Hybrid vehicles are becoming the norm in the U.S. and Europe, but fully electric plug-in vehicles are still slowly gaining traction. The reasons for this slow adoption are many, including a low install base of public charging stations and battery technology that doesn't yet match the milage needed for some people. These factors will change in the coming decade, however, and the electric car market is forecasted for major growth in the coming years.
Market research firm ABI Research today released a new report predicting that 2.36 million fully-electric vehicles will be shipped in the year 2020. Thhis represents a 48% compound annual growth rate from this year's estimated 150,000 electric vehicle shipments.

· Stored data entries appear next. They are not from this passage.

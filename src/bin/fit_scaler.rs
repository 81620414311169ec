//! Fit the standardization scaler on the historical feature table and
//! persist it next to the classifier.

use std::path::PathBuf;

use anyhow::{Context, Result};
use clap::Parser;
use water_potability::config::AppConfig;
use water_potability::data::loader;
use water_potability::data::model::Quantity;
use water_potability::predict::scaler::StandardScaler;

#[derive(Debug, Parser)]
#[command(name = "fit_scaler")]
#[command(about = "Fit the feature scaler on the water potability table and save it as JSON")]
struct Cli {
    /// Feature table CSV [default: $WATER_FEATURE_TABLE or water_potability.csv]
    table: Option<PathBuf>,

    /// Output scaler JSON [default: $WATER_SCALER_PATH or scaler.json]
    output: Option<PathBuf>,
}

impl Cli {
    /// Positional paths win over the environment-derived config.
    fn resolve(self, config: AppConfig) -> (PathBuf, PathBuf) {
        (
            self.table.unwrap_or(config.feature_table_path),
            self.output.unwrap_or(config.scaler_path),
        )
    }
}

fn main() -> Result<()> {
    env_logger::Builder::from_env(env_logger::Env::default().default_filter_or("info")).init();

    let cli = Cli::parse();
    log::debug!("{cli:?}");
    let (table_path, scaler_path) = cli.resolve(AppConfig::from_env());

    let table = loader::load_feature_table(&table_path)?;
    log::info!("Read {} rows from {}", table.len(), table_path.display());

    for (quantity, missing) in Quantity::ALL.iter().zip(table.missing_counts()) {
        if missing > 0 {
            log::info!("{quantity}: {missing} missing values imputed with the column mean");
        }
    }

    let scaler = StandardScaler::fit(&table)
        .with_context(|| format!("fitting scaler on {}", table_path.display()))?;
    loader::save_scaler(&scaler, &scaler_path)?;

    println!("Wrote scaler for {} features to {}", scaler.features.len(), scaler_path.display());
    for ((name, mean), scale) in scaler.features.iter().zip(&scaler.mean).zip(&scaler.scale) {
        println!("  {name:<16} mean {mean:>12.4}  scale {scale:>12.4}");
    }
    Ok(())
}

#[cfg(test)]
mod tests {
    use clap::error::ErrorKind;

    use super::*;

    fn config() -> AppConfig {
        AppConfig::from_lookup(|_| None)
    }

    #[test]
    fn no_arguments_fall_back_to_config() {
        let cli = Cli::try_parse_from(["fit_scaler"]).unwrap();
        let (table, output) = cli.resolve(config());
        assert_eq!(table, PathBuf::from("water_potability.csv"));
        assert_eq!(output, PathBuf::from("scaler.json"));
    }

    #[test]
    fn positionals_override_config() {
        let cli = Cli::try_parse_from(["fit_scaler", "data/water.csv", "out/s.json"]).unwrap();
        let (table, output) = cli.resolve(config());
        assert_eq!(table, PathBuf::from("data/water.csv"));
        assert_eq!(output, PathBuf::from("out/s.json"));
    }

    #[test]
    fn help_is_not_taken_as_a_path() {
        let err = Cli::try_parse_from(["fit_scaler", "--help"]).unwrap_err();
        assert_eq!(err.kind(), ErrorKind::DisplayHelp);
    }

    #[test]
    fn extra_arguments_are_rejected() {
        let err = Cli::try_parse_from(["fit_scaler", "a.csv", "b.json", "junk"]).unwrap_err();
        assert_ne!(err.kind(), ErrorKind::DisplayHelp);
        assert!(err.to_string().contains("junk"));
    }
}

“Overall, EV sales have been disappointing so far due to a lack of choice and perceived personal benefits, high purchase prices, and most importantly, consumer anxiety about range, maximum speed, recharging times, and the lack of public charging infrastructure," said Dominique Bonte, practice director at ABI. "However, with many car OEMs recently dropping prices and offering more choice and improved performance, full electric vehicles are on the verge of leaving their eco niche of environmentally aware and socially responsible buyers, illustrated by car OEMs such as BMW, Daimler, and Volkswagen investing heavily in electrification. Importantly, a range of emerging automotive technologies such as carbon-fiber materials, wireless in-car networking technologies, active safety including pedestrian detection and autonomous driving, connectivity, car sharing, and smart grid demand response features will support the electric automotive revolution as all new paradigms are mutually reinforcing each other,”
According to Bonte, continued government support for the electric vehicle industry will be essential to ABI's prediction coming true. ABI also envisions that electric vehicle infrastructure will bring with it other improvements in technology, such as smart grids and intelligent roads.